I stalked down the road; the jump in my step due to the anger coursing madly through my veins, looking for an outlet. It took all my strength and will power not to punch every surface I came across. I wished so hard for someone to punch me, kick me, or provoke me in anyway so I could hurt someone, anyone. Getting hurt would've just been a perk. It didn't matter to me who it was, as long as it was somebody.
My prayers went unanswered, and even with Puddle of Mudd and Skid Row blaring through my one headphone, my anger wasn't subdued, it was still there, buzzing under the surface of my skin, just waiting to explode at a wrong word, look or gesture.
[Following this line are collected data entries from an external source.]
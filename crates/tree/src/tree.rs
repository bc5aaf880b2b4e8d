use crate::error::{Result, TreeError};
use crate::patch::patch_rule;
use crate::types::{Breadcrumb, PathStep, RuleLookup, RuleNode};
use mapping_protocol::{MappingRule, RuleKind, ROOT_RULE_ID};
use serde_json::Value;
use std::collections::HashMap;

/// Rule tree plus an id index over all of its rules.
#[derive(Debug, Clone)]
pub struct RuleTree {
    root: MappingRule,
    index: HashMap<String, RuleNode>,
}

impl RuleTree {
    /// Indexes `root`, rejecting trees that break the strict-tree shape.
    pub fn from_root(root: MappingRule) -> Result<Self> {
        let index = build_index(&root)?;
        log::debug!("Indexed rule tree with {} rules", index.len());
        Ok(Self { root, index })
    }

    pub fn root(&self) -> &MappingRule {
        &self.root
    }

    pub fn into_root(self) -> MappingRule {
        self.root
    }

    pub fn root_id(&self) -> &str {
        self.root.id()
    }

    pub fn len(&self) -> usize {
        self.index.len()
    }

    pub fn is_empty(&self) -> bool {
        self.index.is_empty()
    }

    pub fn contains(&self, id: &str) -> bool {
        self.index.contains_key(id)
    }

    pub fn ids(&self) -> impl Iterator<Item = &str> {
        self.index.keys().map(String::as_str)
    }

    pub fn node(&self, id: &str) -> Option<&RuleNode> {
        self.index.get(id)
    }

    pub fn get(&self, id: &str) -> Option<&MappingRule> {
        let node = self.index.get(id)?;
        rule_at(&self.root, &node.path)
    }

    pub fn parent_id(&self, id: &str) -> Option<&str> {
        self.index.get(id)?.parent.as_deref()
    }

    /// Property rule ids of a container in display order.
    pub fn property_rule_ids(&self, id: &str) -> &[String] {
        self.index
            .get(id)
            .map(|node| node.property_rules.as_slice())
            .unwrap_or(&[])
    }

    /// Ancestors of `id`, root first, excluding the rule itself.
    pub fn ancestors(&self, id: &str) -> Vec<&RuleNode> {
        let mut chain = Vec::new();
        let mut current = self.parent_id(id);
        while let Some(parent) = current {
            let Some(node) = self.index.get(parent) else {
                break;
            };
            chain.push(node);
            current = node.parent.as_deref();
        }
        chain.reverse();
        chain
    }

    pub fn breadcrumbs(&self, id: &str) -> Vec<Breadcrumb> {
        self.ancestors(id)
            .into_iter()
            .filter_map(|node| self.get(&node.id))
            .map(Breadcrumb::of)
            .collect()
    }

    /// The rule itself when it is a container, else its enclosing container.
    pub fn enclosing_container(&self, id: &str) -> Option<&str> {
        let node = self.index.get(id)?;
        if node.kind.is_container() {
            Some(node.id.as_str())
        } else {
            node.parent.as_deref()
        }
    }

    /// Depth-first rule lookup.
    ///
    /// A container matches on its own id and on the id of its URI rule. With
    /// `is_object_mapping` a matching value rule resolves to its enclosing
    /// container. Unknown ids return the whole tree.
    pub fn find_rule(&self, id: &str, is_object_mapping: bool) -> RuleLookup<'_> {
        let Some(mut node) = self.index.get(id) else {
            return RuleLookup {
                rule: &self.root,
                breadcrumbs: Vec::new(),
                found: false,
            };
        };

        let resolve_to_parent =
            node.kind.is_uri() || (is_object_mapping && node.kind.is_value());
        if resolve_to_parent {
            if let Some(parent) = node.parent.as_deref().and_then(|p| self.index.get(p)) {
                node = parent;
            }
        }

        match rule_at(&self.root, &node.path) {
            Some(rule) => RuleLookup {
                rule,
                breadcrumbs: self.breadcrumbs(&node.id),
                found: true,
            },
            None => RuleLookup {
                rule: &self.root,
                breadcrumbs: Vec::new(),
                found: false,
            },
        }
    }

    /// All ids of the subtree under `id`, the rule itself first.
    pub fn subtree_ids(&self, id: &str) -> Vec<String> {
        let mut out = Vec::new();
        let mut stack = vec![id];
        while let Some(current) = stack.pop() {
            let Some(node) = self.index.get(current) else {
                continue;
            };
            out.push(node.id.clone());
            for child in node.property_rules.iter().rev() {
                stack.push(child);
            }
            if let Some(uri) = node.uri_rule.as_deref() {
                stack.push(uri);
            }
        }
        out
    }

    /// Merge-patches the rule `id`; the tree is unchanged on error.
    pub fn update_rule(&mut self, id: &str, patch: &Value) -> Result<()> {
        let current = self
            .get(id)
            .ok_or_else(|| TreeError::RuleNotFound(id.to_string()))?;
        let patched = patch_rule(current, patch)?;
        self.replace_rule(id, patched)
    }

    /// Swaps the rule `id` (and its subtree) for `rule`, keeping the id.
    pub fn replace_rule(&mut self, id: &str, mut rule: MappingRule) -> Result<()> {
        let path = self.path_of(id)?;
        rule.set_id(id);
        let mut root = self.root.clone();
        let target = rule_at_mut(&mut root, &path)
            .ok_or_else(|| TreeError::RuleNotFound(id.to_string()))?;
        *target = rule;
        self.replace_root(root)
    }

    /// Inserts `rule` into the property rules of `parent_id`, after
    /// `after_id` when given, else at the end.
    pub fn append_rule(
        &mut self,
        parent_id: &str,
        rule: MappingRule,
        after_id: Option<&str>,
    ) -> Result<()> {
        let parent = self
            .index
            .get(parent_id)
            .ok_or_else(|| TreeError::RuleNotFound(parent_id.to_string()))?;
        if !parent.kind.is_container() {
            return Err(TreeError::NotAContainer(parent_id.to_string()));
        }
        let position = match after_id {
            Some(after) => {
                parent
                    .property_rules
                    .iter()
                    .position(|child| child == after)
                    .ok_or_else(|| TreeError::RuleNotFound(after.to_string()))?
                    + 1
            }
            None => parent.property_rules.len(),
        };

        let path = parent.path.clone();
        let mut root = self.root.clone();
        let children = rule_at_mut(&mut root, &path)
            .and_then(MappingRule::children_mut)
            .ok_or_else(|| TreeError::NotAContainer(parent_id.to_string()))?;
        children.property_rules.insert(position, rule);
        self.replace_root(root)
    }

    /// Removes the rule `id` and its subtree.
    pub fn remove_rule(&mut self, id: &str) -> Result<MappingRule> {
        let path = self.path_of(id)?;
        let Some((last, parent_path)) = path.split_last() else {
            return Err(TreeError::CannotRemoveRoot);
        };

        let mut root = self.root.clone();
        let children = rule_at_mut(&mut root, parent_path)
            .and_then(MappingRule::children_mut)
            .ok_or_else(|| TreeError::RuleNotFound(id.to_string()))?;
        let removed = match *last {
            PathStep::UriRule => children.uri_rule.take().map(|rule| *rule),
            PathStep::Property(index) if index < children.property_rules.len() => {
                Some(children.property_rules.remove(index))
            }
            PathStep::Property(_) => None,
        }
        .ok_or_else(|| TreeError::RuleNotFound(id.to_string()))?;

        self.replace_root(root)?;
        Ok(removed)
    }

    /// Reorders the property rules of `parent_id`; `ordered` must be a
    /// permutation of the current child ids.
    pub fn reorder_children(&mut self, parent_id: &str, ordered: &[String]) -> Result<()> {
        let parent = self
            .index
            .get(parent_id)
            .ok_or_else(|| TreeError::RuleNotFound(parent_id.to_string()))?;
        if !parent.kind.is_container() {
            return Err(TreeError::NotAContainer(parent_id.to_string()));
        }
        let invalid = |reason: &str| TreeError::InvalidOrder {
            parent: parent_id.to_string(),
            reason: reason.to_string(),
        };
        if ordered.len() != parent.property_rules.len() {
            return Err(invalid("child count differs"));
        }

        let path = parent.path.clone();
        let mut root = self.root.clone();
        let children = rule_at_mut(&mut root, &path)
            .and_then(MappingRule::children_mut)
            .ok_or_else(|| TreeError::NotAContainer(parent_id.to_string()))?;

        let mut by_id: HashMap<String, MappingRule> = children
            .property_rules
            .drain(..)
            .map(|rule| (rule.id().to_string(), rule))
            .collect();
        let mut reordered = Vec::with_capacity(ordered.len());
        for id in ordered {
            let rule = by_id
                .remove(id)
                .ok_or_else(|| invalid(&format!("{id} is not a child or is repeated")))?;
            reordered.push(rule);
        }
        children.property_rules = reordered;
        self.replace_root(root)
    }

    fn path_of(&self, id: &str) -> Result<Vec<PathStep>> {
        self.index
            .get(id)
            .map(|node| node.path.clone())
            .ok_or_else(|| TreeError::RuleNotFound(id.to_string()))
    }

    fn replace_root(&mut self, root: MappingRule) -> Result<()> {
        self.index = build_index(&root)?;
        self.root = root;
        Ok(())
    }
}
On the busy street, with cars passing every other second, I imagined each Vuaxhall, Renualt or Nissan to be each member of my family, and all my friends, whizzing past me, eager to run away from me - and all my shit.
I couldn't help the anger inside me growing and growing as I saw each car, whether it was them or not didn't matter, pass me and speed away uncaring. Leaving me alone and choking back flaming tears of anger and dissapointment; if this is my life now, what am I going to be like in five years time? When I have children?
I tried not to think of it, I looked down, and blinking back tears I stared at my ornately large thighs - if you could call them that. I recalled what Elinor had said to me, about Neal laughing at me, and what I'd thought just that morning about how I looked, and how just minutes before I was walking with my 'friends' yet felt so alone. Like I was the only person on the planet.